Collected data entries:
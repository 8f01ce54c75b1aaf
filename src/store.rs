use crate::models::{
    CharMismatch, CommonError, PracticeText, SessionId, SessionResult, SessionSummary, TextId,
};
use chrono::{DateTime, SecondsFormat, Utc};
use rusqlite::{params, Connection, OptionalExtension, Result, Row};
use std::path::Path;
use tracing::{debug, warn};

const SCHEMA: &str = r#"
    CREATE TABLE IF NOT EXISTS texts (
        id INTEGER PRIMARY KEY AUTOINCREMENT,
        content TEXT NOT NULL,
        prompt TEXT NOT NULL,
        created_at TEXT NOT NULL
    );

    CREATE TABLE IF NOT EXISTS sessions (
        id INTEGER PRIMARY KEY AUTOINCREMENT,
        text_id INTEGER NOT NULL,
        wpm REAL NOT NULL,
        accuracy REAL NOT NULL,
        errors INTEGER NOT NULL,
        completed_at TEXT NOT NULL,
        FOREIGN KEY (text_id) REFERENCES texts(id)
    );

    CREATE TABLE IF NOT EXISTS typing_errors (
        id INTEGER PRIMARY KEY AUTOINCREMENT,
        session_id INTEGER NOT NULL,
        expected_char TEXT NOT NULL,
        typed_char TEXT NOT NULL,
        position INTEGER NOT NULL,
        FOREIGN KEY (session_id) REFERENCES sessions(id)
    );

    CREATE INDEX IF NOT EXISTS idx_sessions_completed_at ON sessions(completed_at);
    CREATE INDEX IF NOT EXISTS idx_typing_errors_pair ON typing_errors(expected_char, typed_char);
"#;

/// SQLite persistence for texts, sessions, and their mismatch ledgers
#[derive(Debug)]
pub struct PracticeStore {
    conn: Connection,
}

impl PracticeStore {
    /// Open (or create) the database file and make sure the schema exists
    pub fn open(path: &Path) -> Result<Self> {
        if let Some(parent) = path.parent().filter(|p| !p.as_os_str().is_empty()) {
            std::fs::create_dir_all(parent).map_err(|e| {
                rusqlite::Error::SqliteFailure(
                    rusqlite::ffi::Error::new(rusqlite::ffi::SQLITE_CANTOPEN),
                    Some(format!("Failed to create directory: {}", e)),
                )
            })?;
        }
        Self::init(Connection::open(path)?)
    }

    pub fn open_in_memory() -> Result<Self> {
        Self::init(Connection::open_in_memory()?)
    }

    fn init(conn: Connection) -> Result<Self> {
        conn.execute_batch(SCHEMA)?;
        Ok(Self { conn })
    }

    pub fn save_text(&self, content: &str, prompt: &str) -> Result<TextId> {
        self.conn.execute(
            "INSERT INTO texts (content, prompt, created_at) VALUES (?1, ?2, ?3)",
            params![content, prompt, now_timestamp()],
        )?;
        Ok(self.conn.last_insert_rowid())
    }

    pub fn get_text(&self, id: TextId) -> Result<Option<PracticeText>> {
        self.conn
            .query_row(
                "SELECT id, content, prompt, created_at FROM texts WHERE id = ?1",
                [id],
                |row| {
                    Ok(PracticeText {
                        id: row.get(0)?,
                        content: row.get(1)?,
                        source_prompt: row.get(2)?,
                        created_at: timestamp_column(row, 3)?,
                    })
                },
            )
            .optional()
    }

    pub fn save_session(
        &self,
        text_id: TextId,
        wpm: f64,
        accuracy: f64,
        errors: usize,
    ) -> Result<SessionId> {
        self.conn.execute(
            "INSERT INTO sessions (text_id, wpm, accuracy, errors, completed_at)
             VALUES (?1, ?2, ?3, ?4, ?5)",
            params![text_id, wpm, accuracy, errors as i64, now_timestamp()],
        )?;
        Ok(self.conn.last_insert_rowid())
    }

    pub fn save_mismatch(&self, session_id: SessionId, mismatch: &CharMismatch) -> Result<()> {
        self.conn.execute(
            "INSERT INTO typing_errors (session_id, expected_char, typed_char, position)
             VALUES (?1, ?2, ?3, ?4)",
            params![
                session_id,
                mismatch.expected_char.to_string(),
                mismatch.typed_char.to_string(),
                mismatch.position as i64,
            ],
        )?;
        Ok(())
    }

    /// Store each mismatch on its own; failures are logged and skipped.
    ///
    /// Returns how many entries were stored.
    pub fn save_mismatches(&self, session_id: SessionId, mismatches: &[CharMismatch]) -> usize {
        mismatches
            .iter()
            .filter(|mismatch| match self.save_mismatch(session_id, mismatch) {
                Ok(()) => true,
                Err(e) => {
                    warn!(
                        "Failed to save typing error at position {} for session {}: {}",
                        mismatch.position, session_id, e
                    );
                    false
                }
            })
            .count()
    }

    /// Persist a finalized session together with its mismatch ledger
    pub fn save_result(&self, result: &SessionResult) -> Result<SessionId> {
        let session_id =
            self.save_session(result.text_id, result.wpm, result.accuracy, result.error_count)?;
        let saved = self.save_mismatches(session_id, &result.mismatches);
        debug!(
            "saved session {} with {}/{} mismatches",
            session_id,
            saved,
            result.mismatches.len()
        );
        Ok(session_id)
    }

    /// Most recent sessions first, joined with their text prompt
    pub fn recent_sessions(&self, limit: usize) -> Result<Vec<SessionSummary>> {
        let mut stmt = self.conn.prepare(
            r#"
            SELECT s.id, s.text_id, s.wpm, s.accuracy, s.errors, s.completed_at, t.prompt
            FROM sessions s
            JOIN texts t ON s.text_id = t.id
            ORDER BY s.completed_at DESC, s.id DESC
            LIMIT ?1
            "#,
        )?;

        let rows = stmt.query_map([limit as i64], |row| {
            Ok(SessionSummary {
                id: row.get(0)?,
                text_id: row.get(1)?,
                wpm: row.get(2)?,
                accuracy: row.get(3)?,
                errors: row.get::<_, i64>(4)? as usize,
                completed_at: timestamp_column(row, 5)?,
                prompt: row.get(6)?,
            })
        })?;

        let sessions = rows.collect::<Result<Vec<_>>>()?;
        Ok(sessions)
    }

    /// Most frequent expected/typed pairs across all sessions
    pub fn common_errors(&self, limit: usize) -> Result<Vec<CommonError>> {
        let mut stmt = self.conn.prepare(
            r#"
            SELECT expected_char, typed_char, COUNT(*) AS count
            FROM typing_errors
            GROUP BY expected_char, typed_char
            ORDER BY count DESC, expected_char, typed_char
            LIMIT ?1
            "#,
        )?;

        let rows = stmt.query_map([limit as i64], |row| {
            Ok(CommonError {
                expected_char: char_column(row, 0)?,
                typed_char: char_column(row, 1)?,
                count: row.get::<_, i64>(2)? as usize,
            })
        })?;

        let errors = rows.collect::<Result<Vec<_>>>()?;
        Ok(errors)
    }
}

// Fixed precision keeps the text column sortable
fn now_timestamp() -> String {
    Utc::now().to_rfc3339_opts(SecondsFormat::Micros, true)
}

fn timestamp_column(row: &Row, idx: usize) -> Result<DateTime<Utc>> {
    let raw: String = row.get(idx)?;
    DateTime::parse_from_rfc3339(&raw)
        .map(|ts| ts.with_timezone(&Utc))
        .map_err(|e| {
            rusqlite::Error::FromSqlConversionFailure(idx, rusqlite::types::Type::Text, Box::new(e))
        })
}

fn char_column(row: &Row, idx: usize) -> Result<char> {
    let raw: String = row.get(idx)?;
    Ok(raw.chars().next().unwrap_or('\0'))
}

Goal of the exercise:
Show a copy of each line from the data that includes the word "PracticeStore".

Output:
pub struct PracticeStore {
impl PracticeStore {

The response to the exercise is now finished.